In the next step, in order to examine the catalytic activity of newly-prepared IL, the reaction of benzaldehyde 1a (2 mmol), 4-chloroaniline 2d (2 mmol), and ethyl acetoacetate 3a (1 mmol) was chosen as the model. To achieve the optimized conditions different exams performed that are presented in Table 1. As it observed, in the solvent-free conditions the best amount of the catalyst is 0.032 g (12.8 mol%) (Entries 1 & 2). The temperature investigations showed that 60 °C is the best choice (entries 3 & 4). Implementation of the reaction in ethanol (entry 5) and water (entry 6) defined that the reaction progressed better in the absence of solvent (compare the results of entries 1, 5, and 6). In the best try, the reaction investigated under the sonic waves with various power density (entries 7–10). The results affirmed that utilizing sonic waves with the power of 60 Wcm−2 in aqueous medium is the best choice (entry 7). Eventually due to results, performing the reaction in the presence of 0.032 g (12.8 mol%) of the [N-CH2CO2H-3-Pic]+HSO4− IL in aqueous medium under sonic waves (60 Wcm−2) is the best choice. In order to check the IL efficacy and necessity to accelerate the reaction, the model reaction also examined in the absence of [N-CH2CO2H-3-Pic]+HSO4− through addition of 5 drops of concentrated sulfuric acid as protic inorganic acid catalyst (entry 11). According to the result the reaction progress is not satisfactory in comparison to the entry 7, which confirmed the crucial role of IL to perform the reaction. This phenomena could be due to the amphipathic (hydrophilic and lipophilic) characteristics of the CH2CO2H-3-Pic]+HSO4− that could be dissolved better than mineral acid (H2SO4) in the micelles of the organic reactants suspended in water [52]. The model reaction also repeated in the presence of chloroacetic acid, as an organic acid which is one of the staring materials to prepare the IL (entry 12). The model reaction accomplishment in the absence of IL (entry 13) didn't generate the corresponding product. The results summarized in entries 11–13, affirmed the importance catalytic role of IL for the reaction progress. It seems that the optimized reaction conditions which consist of ultrasound/ionic liquid/water media could enhanced the reaction progress through generation of hot-spots and cavitation in addition with the catalytic aid of the IL.

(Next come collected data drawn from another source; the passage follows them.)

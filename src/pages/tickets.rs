use actix_web::{get, post, web, Responder};
use rust_decimal::Decimal;
use sea_orm::DatabaseConnection;
use serde::{Deserialize, Serialize};
use uuid::Uuid;

use crate::{
    auth::{ensure_self_or_admin, Admin},
    entity::user,
    payroll::{calendar::validate_period, tickets, PayrollError},
};

pub(super) fn config(cfg: &mut web::ServiceConfig) {
    cfg
        .service(team_ticket_average)
        .service(ticket_percent);
}

#[derive(Debug, Serialize, Deserialize)]
struct TicketPercent {
    user_id: Uuid,
    month: u32,
    year: i32,
    ticket_percent: Decimal,
}

#[derive(Debug, Serialize, Deserialize)]
struct TeamTickets {
    user_ids: Vec<Uuid>,
    month: u32,
    year: i32,
}

#[derive(Debug, Serialize, Deserialize)]
struct TeamTicketAverage {
    month: u32,
    year: i32,
    members: usize,
    average: Decimal,
}

#[get("/{user_id}/{year}/{month}")]
async fn ticket_percent(
    db: web::Data<DatabaseConnection>,
    user: user::Model,
    path: web::Path<(Uuid, i32, u32)>,
) -> actix_web::Result<impl Responder> {
    let (user_id, year, month) = path.into_inner();

    ensure_self_or_admin(&user, user_id)?;
    validate_period(month, year)?;

    let ticket_percent = tickets::ticket_percent(db.get_ref(), user_id, month, year).await
        .map_err(PayrollError::from)?;

    Ok(web::Json(TicketPercent { user_id, month, year, ticket_percent }))
}

#[post("/team")]
async fn team_ticket_average(
    db: web::Data<DatabaseConnection>,
    _admin: Admin,
    payload: web::Json<TeamTickets>,
) -> Result<impl Responder, PayrollError> {
    validate_period(payload.month, payload.year)?;

    let average = tickets::team_ticket_average(db.get_ref(), &payload.user_ids, payload.month, payload.year).await?;

    Ok(web::Json(TeamTicketAverage {
        month: payload.month,
        year: payload.year,
        members: payload.user_ids.len(),
        average,
    }))
}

Afterwards, the synthesis of various multi-substituted THP-3-carboxylates surveyed under the optimized conditions. Based on the data summarized in Table 2 and Scheme 1, benzaldehydes, various anilines, and ethyl acetoacetate gained their corresponding THPs in good yields (entries 1–13). In order to extend the efficacy of the method methyl acetoacetate also performed the pseudo-five component condensation well (entries 14–19). No significant substituent effect on the time and/or yield of the reactions didn't observe.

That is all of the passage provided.